The 911th Technical Rescue Engineer Company recently received a mini-makeover as the unit acquired new 10-ton dump trucks; HEMTT (Heavy Expanded Mobility Tactical Truck) A-4’s and general mechanics tool boxes.
The new equipment replaces the 5-ton dump trucks and the outdated HEMTTs and tool boxes.
“The new equipment enables us to more efficiently conduct our mission,” said Capt. Langston Turner, 911th Technical Rescue Eng. Co., commander. “As far as the dump trucks, we’ve gained a 50 percent increase in capability. When it comes to hauling rubble and other debris, the new trucks will allow us to make fewer trips.”
The 911th is supposed to have 10-ton dump trucks, according to Alphonso Pendergrass, a retired Army National Guard Major and the Aviation Maintenance/Force Modernization Officer for the Military District of Washington, so the unit is now able to operate at 100 percent capacity.

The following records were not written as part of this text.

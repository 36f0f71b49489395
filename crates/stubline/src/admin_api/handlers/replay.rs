//! Replay handler: normalizes the transport request and hands it to the dispatcher.

use super::with_manager;
use crate::admin_api::server::ServerState;
use crate::admin_api::types::{collect_body, error_response};
use crate::replay::{build_descriptor, dispatch, ReplayTarget};
use bytes::Bytes;
use http_body_util::Full;
use hyper::body::Body;
use hyper::header::CONTENT_TYPE;
use hyper::{Request, Response, StatusCode};
use std::sync::Arc;
use tracing::warn;

/// ANY /:app/*path and /:prefix/:app/*path
pub async fn handle_replay<B>(
    target: ReplayTarget,
    req: Request<B>,
    state: Arc<ServerState>,
) -> Response<Full<Bytes>>
where
    B: Body,
    B::Error: std::fmt::Display,
{
    let method = req.method().as_str().to_string();
    let query = req.uri().query().map(str::to_string);
    let content_type = req
        .headers()
        .get(CONTENT_TYPE)
        .and_then(|v| v.to_str().ok())
        .map(str::to_string);

    let body = match collect_body(req).await {
        Ok(b) => b,
        Err(e) => {
            warn!(application = %target.application, "{}", e);
            return error_response(StatusCode::BAD_REQUEST, "Failed to read request body");
        }
    };

    let descriptor = build_descriptor(
        &method,
        &target,
        query.as_deref(),
        &state.replay.identifier_param,
        content_type.as_deref(),
        &body,
    );

    let application = target.application;
    with_manager(&state, move |manager| dispatch(manager, &application, &descriptor))
        .await
        .unwrap_or_else(|response| response)
}
//! Rule store backend selection.

use serde::{Deserialize, Serialize};
use std::path::PathBuf;

/// Storage backend for rule sets
#[derive(Debug, Clone, Copy, PartialEq, Eq, Deserialize, Serialize, Default)]
#[serde(rename_all = "lowercase")]
pub enum StorageBackend {
    /// One JSON file per application
    #[default]
    File,
    /// Process-local, lost on shutdown
    InMemory,
}

impl StorageBackend {
    pub fn as_str(&self) -> &'static str {
        match self {
            StorageBackend::File => "file",
            StorageBackend::InMemory => "inmemory",
        }
    }
}

impl std::str::FromStr for StorageBackend {
    type Err = String;

    fn from_str(s: &str) -> Result<Self, Self::Err> {
        match s.to_lowercase().as_str() {
            "file" => Ok(StorageBackend::File),
            "inmemory" | "memory" => Ok(StorageBackend::InMemory),
            _ => Err(format!("Unsupported storage backend: {s}")),
        }
    }
}

#[derive(Debug, Clone, Deserialize, Serialize)]
pub struct StorageConfig {
    #[serde(default)]
    pub backend: StorageBackend,
    /// Directory holding `<application>.json` records (file backend only)
    #[serde(default = "default_data_dir")]
    pub data_dir: PathBuf,
}

fn default_data_dir() -> PathBuf {
    PathBuf::from("./data")
}

impl Default for StorageConfig {
    fn default() -> Self {
        Self {
            backend: StorageBackend::default(),
            data_dir: default_data_dir(),
        }
    }
}
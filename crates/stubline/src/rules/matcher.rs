//! First-match-wins rule selection.
//!
//! Rules are scanned in stored order. A rule matches when its path, method,
//! identifier and payload predicates all accept the request.

use super::types::{RequestDescriptor, RuleSpec};
use serde_json::{Map, Value};

/// Find the first rule that matches the request.
pub fn find_match<'a>(rules: &'a [RuleSpec], request: &RequestDescriptor) -> Option<&'a RuleSpec> {
    find_match_index(rules, request).map(|index| &rules[index])
}

/// Position of the first rule that matches the request.
pub fn find_match_index(rules: &[RuleSpec], request: &RequestDescriptor) -> Option<usize> {
    rules.iter().position(|rule| rule_matches(rule, request))
}

/// Check if a single rule accepts the request (implicit AND of all predicates)
pub fn rule_matches(rule: &RuleSpec, request: &RequestDescriptor) -> bool {
    rule.request_url == request.path
        && rule.request_method.eq_ignore_ascii_case(&request.method)
        && identifier_matches(rule.unique_identifier.as_deref(), request.unique_identifier.as_deref())
        && payload_matches(rule.request_payload.as_ref(), &request.body)
}

fn identifier_matches(expected: Option<&str>, actual: Option<&str>) -> bool {
    match expected {
        None => true,
        Some(expected) => actual == Some(expected),
    }
}

/// Every expected key must be present in the body with an equal value; extra body keys are ignored.
fn payload_matches(expected: Option<&Map<String, Value>>, body: &Map<String, Value>) -> bool {
    let Some(expected) = expected else {
        return true;
    };
    expected
        .iter()
        .all(|(key, value)| body.get(key).is_some_and(|actual| actual == value))
}
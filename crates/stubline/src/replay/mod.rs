//! Replay of canned responses.
//!
//! - `descriptor`: turns a raw request into a `RequestDescriptor`
//! - `dispatcher`: loads the application's rules, matches and emits the response

mod descriptor;
mod dispatcher;

pub use descriptor::{build_descriptor, parse_body, query_param, split_replay_path, ReplayTarget};
pub use dispatcher::{
    dispatch, load_failure_message, render_rule, replay, RenderError, ReplayOutcome,
    INTERNAL_ERROR_MESSAGE, NO_MATCH_MESSAGE,
};
//! Stubline: an HTTP stub server replaying canned responses from per-application rule sets.

pub mod admin_api;
pub mod application;
pub mod config;
pub mod metrics;
pub mod replay;
pub mod rules;
pub mod store;
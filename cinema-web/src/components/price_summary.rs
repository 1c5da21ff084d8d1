use crate::i18n::{fmt_currency, t, tr};
use cinema_core::pricing::CheckoutPreview;
use std::collections::BTreeMap;
use yew::prelude::*;

#[derive(Properties, PartialEq)]
pub struct Props {
    pub preview: CheckoutPreview,
    pub seats: usize,
}

/// Advisory price breakdown. The booking response carries the real total.
#[function_component(PriceSummary)]
pub fn price_summary(props: &Props) -> Html {
    let p = &props.preview;
    let line = |key: &str, amount: i64| {
        html! {
            <div class="price-line">
                <dt>{ t(key) }</dt>
                <dd>{ fmt_currency(amount) }</dd>
            </div>
        }
    };
    let seats = props.seats.to_string();
    let mut args = BTreeMap::new();
    args.insert("count", seats.as_str());
    html! {
        <section class="price-summary" aria-live="polite">
            <h3>{ t("price.title") }</h3>
            <dl>
                { line("price.tickets", p.tickets.subtotal) }
                { line("price.service_fee", p.tickets.service_fee) }
                { line("price.tax", p.tickets.tax) }
                if p.concessions > 0 {
                    { line("price.concessions", p.concessions) }
                }
                if p.points.discount > 0 {
                    { line("price.points_discount", -p.points.discount) }
                }
                <div class="price-line price-total">
                    <dt>{ t("price.total") }</dt>
                    <dd data-testid="price-total">{ fmt_currency(p.grand_total) }</dd>
                </div>
            </dl>
            <p class="price-note">
                { tr("price.note", Some(&args)) }
            </p>
        </section>
    }
}
use crate::i18n::t;
use cinema_core::checkout::{TicketCounts, TicketKind};
use cinema_core::hold::MAX_SELECTED_SEATS;
use yew::prelude::*;

#[derive(Properties, PartialEq)]
pub struct Props {
    pub counts: TicketCounts,
    pub on_change: Callback<TicketCounts>,
}

/// Ticket cap, one per selectable seat.
#[must_use]
pub fn max_tickets() -> u32 {
    u32::try_from(MAX_SELECTED_SEATS).unwrap_or(u32::MAX)
}

#[function_component(TicketPicker)]
pub fn ticket_picker(props: &Props) -> Html {
    let step = |kind: TicketKind, delta: i32| {
        let counts = props.counts;
        let cb = props.on_change.clone();
        Callback::from(move |_| {
            let mut next = counts;
            let current = next.get(kind);
            let target = if delta < 0 {
                current.saturating_sub(1)
            } else {
                current.saturating_add(1)
            };
            next.set(kind, target, max_tickets());
            cb.emit(next);
        })
    };
    html! {
        <fieldset class="ticket-picker">
            <legend>{ t("tickets.title") }</legend>
            { for TicketKind::ALL.iter().map(|&kind| html! {
                <div class="ticket-row">
                    <span class="ticket-kind">{ t(kind.i18n_key()) }</span>
                    <button type="button" class="btn btn-sm" aria-label={t("tickets.less")} onclick={step(kind, -1)}>{ "−" }</button>
                    <output class="ticket-count">{ props.counts.get(kind).to_string() }</output>
                    <button type="button" class="btn btn-sm" aria-label={t("tickets.more")} onclick={step(kind, 1)}>{ "+" }</button>
                </div>
            }) }
        </fieldset>
    }
}
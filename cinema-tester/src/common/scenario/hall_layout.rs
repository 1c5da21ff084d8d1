use anyhow::{Result, ensure};
use cinema_core::layout::LayoutSpec;
use cinema_core::models::{Role, User};
use thirtyfour::prelude::*;

use super::{BrowserScenario, CombinedScenario, LogicScenario, ScenarioCtx};
use crate::logic::checks;

/// Admin layout editor: the live preview renders from the default fields
/// before any hall is picked.
pub struct HallLayoutScenario;

fn qa_user(role: Role) -> User {
    User {
        user_id: 9_001,
        full_name: "QA Runner".to_string(),
        email: "qa@cinema.test".to_string(),
        phone: None,
        roles: vec![role],
        membership_tier: None,
        available_points: None,
    }
}

#[async_trait::async_trait]
impl BrowserScenario for HallLayoutScenario {
    async fn run_browser(&self, _driver: &WebDriver, ctx: &ScenarioCtx<'_>) -> Result<()> {
        let page = &ctx.page;
        page.open("/").await?;
        page.sign_in_as(&qa_user(Role::SystemAdmin)).await?;

        page.open("/admin/halls/layout").await?;
        page.expect_path("/admin/halls/layout").await?;
        page.wait_for("[data-testid='layout-grid']").await?;
        let defaults = LayoutSpec::default();
        let expected = usize::try_from(defaults.rows * defaults.seats_per_row)?;
        let seats = page.count("[data-testid='layout-grid'] span[title]").await?;
        ensure!(seats == expected, "preview shows {seats} seats, expected {expected}");
        if ctx.verbose {
            println!("  🪑 Layout preview rendered {seats} seats");
        }

        // A customer is sent back to the storefront.
        page.sign_in_as(&qa_user(Role::Customer)).await?;
        page.open("/admin/halls/layout").await?;
        page.wait_for(".home-page").await?;

        page.sign_out().await?;
        Ok(())
    }
}

impl CombinedScenario for HallLayoutScenario {
    fn as_logic_scenario(&self) -> Option<LogicScenario> {
        Some(LogicScenario::new("Admin Hall Layout Preview", vec![("layout", checks::layout)]))
    }
}
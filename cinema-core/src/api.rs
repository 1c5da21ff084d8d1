//! Response envelope, error classification and the REST endpoint table.
//!
//! Paths returned by [`endpoints`] are relative to the configured API base
//! (see [`crate::config::ClientConfig::url_for`]). Query strings are encoded
//! with `url::form_urlencoded` so repeated keys such as `seatIds` survive.

use serde::de::DeserializeOwned;
use serde::{Deserialize, Serialize};
use thiserror::Error;

/// `{success, message, data}` wrapper used by every backend response.
#[derive(Debug, Clone, PartialEq, Eq, Serialize, Deserialize)]
pub struct Envelope<T> {
    pub success: bool,
    #[serde(default)]
    pub message: Option<String>,
    pub data: Option<T>,
}

impl<T> Envelope<T> {
    /// Unwrap the payload of a successful envelope.
    ///
    /// # Errors
    /// `Rejected` when `success` is false, `MissingData` when a successful
    /// envelope carries no payload.
    pub fn into_result(self) -> Result<T, ApiError> {
        if !self.success {
            return Err(ApiError::Rejected(
                self.message.unwrap_or_else(|| String::from("request rejected")),
            ));
        }
        self.data.ok_or(ApiError::MissingData)
    }
}

/// Server-side page of results.
#[derive(Debug, Clone, PartialEq, Eq, Serialize, Deserialize)]
#[serde(rename_all = "camelCase")]
pub struct Page<T> {
    #[serde(default = "Vec::new")]
    pub data: Vec<T>,
    #[serde(default)]
    pub total_elements: u64,
    #[serde(default)]
    pub total_pages: u32,
    #[serde(default)]
    pub current_page: u32,
    #[serde(default)]
    pub page_size: Option<u32>,
}

impl<T> Page<T> {
    #[must_use]
    pub const fn has_next(&self) -> bool {
        self.current_page + 1 < self.total_pages
    }

    #[must_use]
    pub const fn has_previous(&self) -> bool {
        self.current_page > 0
    }
}

/// Bare payload of `GET /seats/availability/{id}`.
#[derive(Debug, Clone, PartialEq, Eq, Serialize, Deserialize)]
#[serde(rename_all = "camelCase")]
pub struct SeatAvailability {
    #[serde(default)]
    pub seats: Vec<crate::models::Seat>,
}

#[derive(Debug, Clone, PartialEq, Eq, Error)]
pub enum ApiError {
    #[error("network error: {0}")]
    Network(String),
    #[error("session expired")]
    Unauthorized,
    #[error("HTTP {code}: {message}")]
    Status { code: u16, message: String },
    #[error("{0}")]
    Rejected(String),
    #[error("response carried no data")]
    MissingData,
    #[error("could not decode response: {0}")]
    Decode(String),
}

impl ApiError {
    /// Toast text for this failure: the backend's own message when it sent
    /// one, otherwise `fallback`.
    #[must_use]
    pub fn user_message(&self, fallback: &str) -> String {
        match self {
            Self::Rejected(msg) | Self::Status { message: msg, .. } if !msg.trim().is_empty() => {
                msg.clone()
            }
            _ => fallback.to_string(),
        }
    }

    /// Map a non-2xx status and its body onto an error.
    #[must_use]
    pub fn from_status(code: u16, body: &str) -> Self {
        if code == 401 {
            return Self::Unauthorized;
        }
        let message = serde_json::from_str::<serde_json::Value>(body)
            .ok()
            .and_then(|v| v.get("message").and_then(|m| m.as_str()).map(String::from))
            .unwrap_or_default();
        Self::Status { code, message }
    }
}

impl From<serde_json::Error> for ApiError {
    fn from(err: serde_json::Error) -> Self {
        Self::Decode(err.to_string())
    }
}

/// Decode an enveloped response body.
///
/// # Errors
/// Decoding failures and unsuccessful envelopes.
pub fn decode_envelope<T: DeserializeOwned>(body: &str) -> Result<T, ApiError> {
    serde_json::from_str::<Envelope<T>>(body)?.into_result()
}

/// Decode a body that may or may not be wrapped in an envelope. Concession
/// lists and seat availability come back bare.
///
/// # Errors
/// Decoding failures and unsuccessful envelopes.
pub fn decode_flexible<T: DeserializeOwned>(body: &str) -> Result<T, ApiError> {
    let value: serde_json::Value = serde_json::from_str(body)?;
    let enveloped = value
        .as_object()
        .is_some_and(|obj| obj.get("success").is_some_and(serde_json::Value::is_boolean));
    if enveloped {
        serde_json::from_value::<Envelope<T>>(value)?.into_result()
    } else {
        Ok(serde_json::from_value(value)?)
    }
}

#[derive(Debug, Clone, Copy, PartialEq, Eq)]
pub enum Method {
    Get,
    Post,
    Put,
    Delete,
}

impl Method {
    #[must_use]
    pub const fn as_str(self) -> &'static str {
        match self {
            Self::Get => "GET",
            Self::Post => "POST",
            Self::Put => "PUT",
            Self::Delete => "DELETE",
        }
    }
}

/// A method plus a base-relative path (query string included).
#[derive(Debug, Clone, PartialEq, Eq)]
pub struct ApiCall {
    pub method: Method,
    pub path: String,
}

impl ApiCall {
    fn get(path: impl Into<String>) -> Self {
        Self {
            method: Method::Get,
            path: path.into(),
        }
    }

    fn post(path: impl Into<String>) -> Self {
        Self {
            method: Method::Post,
            path: path.into(),
        }
    }

    fn put(path: impl Into<String>) -> Self {
        Self {
            method: Method::Put,
            path: path.into(),
        }
    }

    fn delete(path: impl Into<String>) -> Self {
        Self {
            method: Method::Delete,
            path: path.into(),
        }
    }

    /// What a 401 on this call should do.
    #[must_use]
    pub fn unauthorized_policy(&self) -> UnauthorizedPolicy {
        unauthorized_policy(&self.path)
    }
}

const PUBLIC_PREFIXES: &[&str] = &[
    "/movies",
    "/cinemas",
    "/showtimes",
    "/concessions",
    "/auth/login",
    "/auth/register",
];

#[derive(Debug, Clone, Copy, PartialEq, Eq)]
pub enum UnauthorizedPolicy {
    /// Clear tokens and cached profile, then send the user to `/login`.
    Logout,
    /// Public or admin endpoint: the calling screen handles the error.
    Surface,
}

/// Classify a base-relative path for 401 handling.
#[must_use]
pub fn unauthorized_policy(path: &str) -> UnauthorizedPolicy {
    let path = path.split('?').next().unwrap_or(path);
    let public = PUBLIC_PREFIXES.iter().any(|p| path.starts_with(p));
    let admin = path.contains("/admin");
    if public || admin {
        UnauthorizedPolicy::Surface
    } else {
        UnauthorizedPolicy::Logout
    }
}

fn with_query<'a>(path: &str, pairs: impl IntoIterator<Item = (&'a str, String)>) -> String {
    let mut ser = url::form_urlencoded::Serializer::new(String::new());
    for (k, v) in pairs {
        ser.append_pair(k, &v);
    }
    let query = ser.finish();
    if query.is_empty() {
        path.to_string()
    } else {
        format!("{path}?{query}")
    }
}

fn hold_query(session_id: &str, showtime_id: i64, seat_ids: &[i64]) -> Vec<(&'static str, String)> {
    let mut pairs = vec![
        ("sessionId", session_id.to_string()),
        ("showtimeId", showtime_id.to_string()),
    ];
    pairs.extend(seat_ids.iter().map(|id| ("seatIds", id.to_string())));
    pairs
}

/// Endpoint table. One function per backend route.
pub mod endpoints {
    use super::{ApiCall, hold_query, with_query};

    #[must_use]
    pub fn login() -> ApiCall {
        ApiCall::post("/auth/login")
    }
    #[must_use]
    pub fn register() -> ApiCall {
        ApiCall::post("/auth/register")
    }

    #[must_use]
    pub fn movies() -> ApiCall {
        ApiCall::get("/movies")
    }
    #[must_use]
    pub fn movie(movie_id: i64) -> ApiCall {
        ApiCall::get(format!("/movies/{movie_id}"))
    }

    #[must_use]
    pub fn chains() -> ApiCall {
        ApiCall::get("/cinema-chains")
    }
    #[must_use]
    pub fn admin_chains() -> ApiCall {
        ApiCall::get("/cinema-chains/admin/all")
    }
    #[must_use]
    pub fn admin_create_chain() -> ApiCall {
        ApiCall::post("/cinema-chains/admin")
    }
    #[must_use]
    pub fn admin_update_chain(chain_id: i64) -> ApiCall {
        ApiCall::put(format!("/cinema-chains/admin/{chain_id}"))
    }
    #[must_use]
    pub fn admin_delete_chain(chain_id: i64) -> ApiCall {
        ApiCall::delete(format!("/cinema-chains/admin/{chain_id}"))
    }

    #[must_use]
    pub fn cinema(cinema_id: i64) -> ApiCall {
        ApiCall::get(format!("/cinemas/{cinema_id}"))
    }
    #[must_use]
    pub fn cinemas_by_chain(chain_id: i64) -> ApiCall {
        ApiCall::get(format!("/cinemas/chain/{chain_id}"))
    }
    #[must_use]
    pub fn admin_cinemas() -> ApiCall {
        ApiCall::get("/cinemas/admin/all")
    }
    #[must_use]
    pub fn admin_create_cinema() -> ApiCall {
        ApiCall::post("/cinemas/admin")
    }
    #[must_use]
    pub fn admin_update_cinema(cinema_id: i64) -> ApiCall {
        ApiCall::put(format!("/cinemas/admin/{cinema_id}"))
    }
    #[must_use]
    pub fn admin_delete_cinema(cinema_id: i64) -> ApiCall {
        ApiCall::delete(format!("/cinemas/admin/{cinema_id}"))
    }

    #[must_use]
    pub fn halls_by_cinema(cinema_id: i64) -> ApiCall {
        ApiCall::get(format!("/cinema-halls/cinema/{cinema_id}"))
    }
    #[must_use]
    pub fn admin_create_hall() -> ApiCall {
        ApiCall::post("/cinema-halls/admin")
    }
    #[must_use]
    pub fn admin_update_hall(hall_id: i64) -> ApiCall {
        ApiCall::put(format!("/cinema-halls/admin/{hall_id}"))
    }
    #[must_use]
    pub fn admin_delete_hall(hall_id: i64) -> ApiCall {
        ApiCall::delete(format!("/cinema-halls/admin/{hall_id}"))
    }
    #[must_use]
    pub fn admin_regenerate_seats(hall_id: i64) -> ApiCall {
        ApiCall::post(format!("/cinema-halls/admin/{hall_id}/regenerate-seats"))
    }

    #[must_use]
    pub fn showtime(showtime_id: i64) -> ApiCall {
        ApiCall::get(format!("/showtimes/{showtime_id}"))
    }
    #[must_use]
    pub fn showtimes_by_cinema(cinema_id: i64) -> ApiCall {
        ApiCall::get(format!("/showtimes/cinema/{cinema_id}"))
    }
    #[must_use]
    pub fn admin_showtimes(page: u32, size: u32) -> ApiCall {
        ApiCall::get(with_query(
            "/showtimes/admin/all",
            [("page", page.to_string()), ("size", size.to_string())],
        ))
    }
    #[must_use]
    pub fn admin_create_showtime() -> ApiCall {
        ApiCall::post("/showtimes/admin")
    }
    #[must_use]
    pub fn admin_update_showtime(showtime_id: i64) -> ApiCall {
        ApiCall::put(format!("/showtimes/admin/{showtime_id}"))
    }
    #[must_use]
    pub fn admin_delete_showtime(showtime_id: i64) -> ApiCall {
        ApiCall::delete(format!("/showtimes/admin/{showtime_id}"))
    }

    /// Live seat statuses for the counter flow.
    #[must_use]
    pub fn seats_for_showtime(showtime_id: i64) -> ApiCall {
        ApiCall::get(format!("/seats/showtime/{showtime_id}"))
    }
    #[must_use]
    pub fn seat_availability(showtime_id: i64, session_id: &str) -> ApiCall {
        ApiCall::get(with_query(
            &format!("/seats/availability/{showtime_id}"),
            [("sessionId", session_id.to_string())],
        ))
    }
    #[must_use]
    pub fn hold_seats() -> ApiCall {
        ApiCall::post("/seats/hold")
    }
    #[must_use]
    pub fn release_seats(session_id: &str, showtime_id: i64, seat_ids: &[i64]) -> ApiCall {
        ApiCall::post(with_query(
            "/seats/release",
            hold_query(session_id, showtime_id, seat_ids),
        ))
    }
    #[must_use]
    pub fn extend_hold(
        session_id: &str,
        showtime_id: i64,
        seat_ids: &[i64],
        additional_minutes: u32,
    ) -> ApiCall {
        let mut pairs = hold_query(session_id, showtime_id, seat_ids);
        pairs.push(("additionalMinutes", additional_minutes.to_string()));
        ApiCall::post(with_query("/seats/extend-hold", pairs))
    }
    #[must_use]
    pub fn verify_hold(session_id: &str, showtime_id: i64, seat_ids: &[i64]) -> ApiCall {
        ApiCall::get(with_query(
            "/seats/verify-hold",
            hold_query(session_id, showtime_id, seat_ids),
        ))
    }

    #[must_use]
    pub fn create_booking() -> ApiCall {
        ApiCall::post("/bookings")
    }
    #[must_use]
    pub fn admin_create_booking() -> ApiCall {
        ApiCall::post("/bookings/admin")
    }
    #[must_use]
    pub fn booking(booking_id: i64) -> ApiCall {
        ApiCall::get(format!("/bookings/{booking_id}"))
    }
    #[must_use]
    pub fn bookings_for_user(user_id: i64) -> ApiCall {
        ApiCall::get(format!("/bookings/user/{user_id}"))
    }
    #[must_use]
    pub fn cancel_booking(booking_id: i64) -> ApiCall {
        ApiCall::post(format!("/bookings/{booking_id}/cancel"))
    }
    #[must_use]
    pub fn admin_bookings(page: u32, size: u32, search: Option<&str>) -> ApiCall {
        let mut pairs = vec![("page", page.to_string()), ("size", size.to_string())];
        if let Some(term) = search.map(str::trim).filter(|s| !s.is_empty()) {
            pairs.push(("search", term.to_string()));
        }
        ApiCall::get(with_query("/bookings/admin/all", pairs))
    }

    #[must_use]
    pub fn process_payment() -> ApiCall {
        ApiCall::post("/payments/process")
    }
    #[must_use]
    pub fn payment_status(transaction_id: &str) -> ApiCall {
        let encoded: String = url::form_urlencoded::byte_serialize(transaction_id.as_bytes()).collect();
        ApiCall::get(format!("/payments/status/{encoded}"))
    }

    #[must_use]
    pub fn concession_categories() -> ApiCall {
        ApiCall::get("/concessions/categories")
    }
    #[must_use]
    pub fn cinema_concessions(cinema_id: i64) -> ApiCall {
        ApiCall::get(format!("/cinemas/{cinema_id}/concessions"))
    }

    #[must_use]
    pub fn loyalty_balance(user_id: i64) -> ApiCall {
        ApiCall::get(format!("/loyalty/points/balance/{user_id}"))
    }
    #[must_use]
    pub fn loyalty_history(user_id: i64) -> ApiCall {
        ApiCall::get(format!("/loyalty/points/history/{user_id}"))
    }
}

“The new vehicles are more electronically sophisticated than the old trucks,” said Pendergrass.
From a maintenance standpoint, you can detect problems with the maintenance support device. The maintenance support device allows mechanics to electronically find faults in the trucks without having to manually search through them. The electronic upgrades will expand the life of the vehicles, cut down on maintenance time and allow more time for working on other projects.
“That is a big improvement,” said Pendergrass. “The tool boxes are shadowed which means there is a slot to put each tool back in the box. It increases productivity because they have the right tools to do the job.”
The dump trucks have a loading system that tells how much weight is in the back of the vehicle to avoid overloading.
“All the systems are tied into one another, so once something malfunctions it will send us a code telling us what the fault is,” said Spc. Dee Allen, 911th Technical Rescue Eng. Co., wheeled vehicle mechanic. “We can troubleshoot it and we can pin point the exact problem.”
The new upgrades will give the 911th mechanics a taste of the civilian world, according to Sgt. John Snodgrass, 911th Technical Rescue Eng. Co., maintenance noncommissioned officer-in-charge.
“The new equipment allows us to be more interactive with the vehicle and allows them to get a taste of the civilian side of maintenance,” said Snodgrass. “You can see what the vehicle is doing without tearing it apart.”
Along with increasing the lifespan of the trucks and locating mechanical problems faster, the new trucks will also save the company money, said Turner.
“Making fewer trips with the trucks lowers our overall fuel cost,” said Turner. “We will see a lot of financial benefits from training and maintenance cost. Parts were being phased out, so we won’t need as much manpower to fabricate things we may need for them.”